# taz.de -- Bremer Rechtsrocker von „Endstufe“: „Böser Deutscher“ leitet Bioladen
       
       > Ein Mitglied der rechtsextremen Band „Endstufe“ leitet einen Bio-Hofladen
       > im Bremer Umland. Nicht mehr lange, erklärt das Unternehmen.
       
 (IMG) Bild: Eine braune Schale ist kein Problem. Aber wer möchte seine Bio-Eier aus Neonazi-Händen?
       
       HAMBURG taz | Auf der Bühne gibt Sänger Jens Brandt den Ton an. Seit über
       40 Jahren inzwischen tritt [1][die Band „Endstufe“] in der rechtsextremen
       Szene auf. „Wir sind die bösen Deutschen / Und das werden wir immer sein“,
       heißt es in einem ihrer Stücke. „Wann geht das endlich in euren Schädel
       rein?“ Auch, wenn er nicht der Frontmann ist: Gitarrist Christian Schröer
       ist ebenfalls schon lange dabei. Er macht aber noch mehr: Für eine
       Bio-Molkerei in Lilienthal, nicht weit von Bremen, firmiert er als Leiter
       des Hofladens.
       
       Auf der Website des Familienbetriebs stellt der Rechtsrocker den Laden und
       das Angebot vor, darunter zahlreiche Produkte „aus eigener Herstellung“:
       von Fruchtquark und Käse über wechselnde Kuchen und frische Feinkostsalate
       bis zu Bio-Rindfleisch und Eintöpfen, alles unter dem Motto „Regional
       einkaufen – wissen wo es herkommt“ und nicht, ohne einzuladen zum „Blick in
       die Schaukäserei“ oder an die „frische Luft auf unserer Außenterrasse“.
       
       „Uns ist nicht bekannt gewesen, dass Herr Schröer einer Rechtsrockband
       angehört“, sagt eine Sprecherin des Betriebes. Und erklärt auf Nachfragen,
       dass er sich auf eine Stellenanzeige hin beworben habe – und sich durch
       „seine Arbeitsweise“ sowie ein „freundliches Auftreten gegenüber unseren
       Kunden und den Mitarbeitern für den Job qualifiziert“ habe.
       
       Seine politische Ausrichtung sei bei der Arbeit keineswegs aufgefallen,
       auch zu den „migrierten Mitarbeitern“ sei er „immer freundlich“ gewesen: In
       dem Unternehmen seien „über 60 Prozent ausländisch stammende Mitarbeiter“,
       so die Sprecherin, die darum bittet, den Namen des Betriebs nicht zu
       erwähnen.
       
       Es ist ein Betrieb mit Geschichte: 1811 begann hier die Landwirtschaft,
       1999 stellte die Familie den Hof auf ökologische Bewirtschaftung um und
       gründete eine eigene Hofmolkerei. Der Senior-Geschäftsführer weist darauf
       hin, das der Kauf ihrer Bio-Produkte die ökologische Landwirtschaft,
       artgerechte Tierhaltung, Nachhaltigkeit und Artenvielfalt fördere.
       
       Der Lilienthaler Betrieb gehört zum [2][Anbauverband Bioland] mit insgesamt
       rund 10.000 Mitgliedsbetrieben aus der Land- und Lebensmittelwirtschaft.

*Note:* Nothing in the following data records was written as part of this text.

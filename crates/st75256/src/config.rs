//! Panel configuration types and builder

pub use crate::error::{BuilderError, MAX_COLUMNS, MAX_PAGES};

/// Physical mounting of the 256x128 glass
#[derive(Clone, Copy, Debug, Default, PartialEq, Eq)]
pub enum Orientation {
    /// 256 columns x 128 rows (code 0)
    #[default]
    Landscape,
    /// 128 columns x 256 rows (code 1), drawn with swapped axes
    Portrait,
}

impl TryFrom<u8> for Orientation {
    type Error = BuilderError;

    fn try_from(code: u8) -> Result<Self, Self::Error> {
        match code {
            0 => Ok(Orientation::Landscape),
            1 => Ok(Orientation::Portrait),
            other => Err(BuilderError::InvalidOrientation(other)),
        }
    }
}

/// Physical panel size, fixed at construction
#[derive(Clone, Copy, Debug, PartialEq, Eq)]
pub struct Geometry {
    /// Width in pixels
    pub width: u16,
    /// Height in pixels
    pub height: u16,
}

impl Geometry {
    /// Geometry for an orientation: (256, 128) or (128, 256)
    pub const fn for_orientation(orientation: Orientation) -> Self {
        match orientation {
            Orientation::Landscape => Geometry {
                width: 256,
                height: 128,
            },
            Orientation::Portrait => Geometry {
                width: 128,
                height: 256,
            },
        }
    }

    /// Bytes in one full frame at 1 bpp
    pub const fn buffer_size(&self) -> usize {
        (self.width as usize * self.height as usize) / 8
    }
}

/// Level that holds the controller in reset
#[derive(Clone, Copy, Debug, Default, PartialEq, Eq)]
pub enum ResetLevel {
    /// Reset asserted while the line is high
    High,
    /// Reset asserted while the line is low
    #[default]
    Low,
}

/// Panel configuration
///
/// Use [`Builder`] to create a Config.
#[derive(Clone, Debug)]
pub struct Config {
    /// Physical mounting
    pub orientation: Orientation,
    /// Reset line polarity
    pub reset_active_level: ResetLevel,
    /// Contrast (0x81) parameters
    pub contrast: [u8; 2],
    /// Power control (0x20) parameter
    pub power_control: u8,
    /// Display control (0xCA) parameters: CL divider, duty, frame period
    pub display_control: [u8; 3],
    /// Analog circuit (set 2, 0x32) parameters
    pub analog_circuit: [u8; 3],
}

impl Config {
    /// Physical geometry selected by the orientation
    pub fn geometry(&self) -> Geometry {
        Geometry::for_orientation(self.orientation)
    }
}

/// Builder for constructing panel configuration
///
/// # Example
///
/// ```
/// use st75256::{Builder, Orientation, ResetLevel};
///
/// let config = Builder::new()
///     .orientation(Orientation::Portrait)
///     .bits_per_pixel(1)
///     .reset_active_level(ResetLevel::Low)
///     .build()
///     .expect("valid configuration");
/// assert_eq!(config.geometry().width, 128);
/// ```
pub struct Builder {
    orientation: Orientation,
    bits_per_pixel: u8,
    reset_active_level: ResetLevel,
    contrast: [u8; 2],
    power_control: u8,
    display_control: [u8; 3],
    analog_circuit: [u8; 3],
}

impl Default for Builder {
    fn default() -> Self {
        Builder {
            orientation: Orientation::Landscape,
            bits_per_pixel: 1,
            reset_active_level: ResetLevel::Low,
            contrast: [0x1E, 0x05],
            // Booster and regulators on
            power_control: 0x0B,
            // CL divider 0, duty 1/128, frame period 0x20
            display_control: [0x00, 0x7F, 0x20],
            analog_circuit: [0x00, 0x01, 0x00],
        }
    }
}

impl Builder {
    /// Create a new Builder with default values
    pub fn new() -> Self {
        Self::default()
    }

    /// Set physical mounting
    pub fn orientation(mut self, orientation: Orientation) -> Self {
        self.orientation = orientation;
        self
    }

    /// Set color depth, only 1 is accepted by [`build`](Self::build)
    pub fn bits_per_pixel(mut self, bpp: u8) -> Self {
        self.bits_per_pixel = bpp;
        self
    }

    /// Set reset line polarity
    pub fn reset_active_level(mut self, level: ResetLevel) -> Self {
        self.reset_active_level = level;
        self
    }

    /// Set contrast parameters
    pub fn contrast(mut self, values: [u8; 2]) -> Self {
        self.contrast = values;
        self
    }

    /// Set power control parameter
    pub fn power_control(mut self, value: u8) -> Self {
        self.power_control = value;
        self
    }

    /// Set display control parameters
    pub fn display_control(mut self, values: [u8; 3]) -> Self {
        self.display_control = values;
        self
    }

    /// Set analog circuit parameters
    pub fn analog_circuit(mut self, values: [u8; 3]) -> Self {
        self.analog_circuit = values;
        self
    }

    /// Build the configuration
    ///
    /// # Errors
    ///
    /// Returns `BuilderError::UnsupportedBitsPerPixel` for any depth but 1
    pub fn build(self) -> Result<Config, BuilderError> {
        if self.bits_per_pixel != 1 {
            return Err(BuilderError::UnsupportedBitsPerPixel(self.bits_per_pixel));
        }
        Ok(Config {
            orientation: self.orientation,
            reset_active_level: self.reset_active_level,
            contrast: self.contrast,
            power_control: self.power_control,
            display_control: self.display_control,
            analog_circuit: self.analog_circuit,
        })
    }
}

#[cfg(test)]
mod tests {
    use super::*;

    #[test]
    fn default_is_landscape_one_bpp() {
        let config = Builder::new().build().unwrap();
        assert_eq!(config.orientation, Orientation::Landscape);
        assert_eq!(
            config.geometry(),
            Geometry {
                width: 256,
                height: 128
            }
        );
        assert_eq!(config.reset_active_level, ResetLevel::Low);
    }

    #[test]
    fn portrait_swaps_geometry() {
        let config = Builder::new()
            .orientation(Orientation::Portrait)
            .build()
            .unwrap();
        assert_eq!(config.geometry().width, 128);
        assert_eq!(config.geometry().height, 256);
        assert_eq!(config.geometry().buffer_size(), 4096);
    }

    #[test]
    fn rejects_other_depths() {
        for bpp in [0, 2, 4, 8, 16] {
            assert_eq!(
                Builder::new().bits_per_pixel(bpp).build().unwrap_err(),
                BuilderError::UnsupportedBitsPerPixel(bpp)
            );
        }
    }

    #[test]
    fn orientation_codes() {
        assert_eq!(Orientation::try_from(0), Ok(Orientation::Landscape));
        assert_eq!(Orientation::try_from(1), Ok(Orientation::Portrait));
        assert_eq!(
            Orientation::try_from(2),
            Err(BuilderError::InvalidOrientation(2))
        );
    }

    #[test]
    fn overrides_are_kept() {
        let config = Builder::new()
            .contrast([0x20, 0x04])
            .power_control(0x0A)
            .display_control([0x00, 0x3F, 0x10])
            .analog_circuit([0x00, 0x02, 0x00])
            .build()
            .unwrap();
        assert_eq!(config.contrast, [0x20, 0x04]);
        assert_eq!(config.power_control, 0x0A);
        assert_eq!(config.display_control, [0x00, 0x3F, 0x10]);
        assert_eq!(config.analog_circuit, [0x00, 0x02, 0x00]);
    }
}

       „Bioland tritt rassistischen, verfassungs- und fremdenfeindlichen
       Bestrebungen und anderen diskriminierenden oder menschenverachtenden
       Verhaltensweisen entschieden entgegen“, heißt es recht deutlich in der
       Satzung von 2018. Und weiter: „Der Verein tritt Bestrebungen entgegen,
       welche die ökologische Landwirtschaft mit solch extremem Gedankengut
       verbinden.“
       
       Indem er Teil der einschlägig immer wieder auffällig gewordenen Band ist,
       verstößt Schröer gegen die Satzung von Bioland. Musik ist in der rechten
       Szene seit Langem ein Mittel, um zu politisieren und zu ideologisieren.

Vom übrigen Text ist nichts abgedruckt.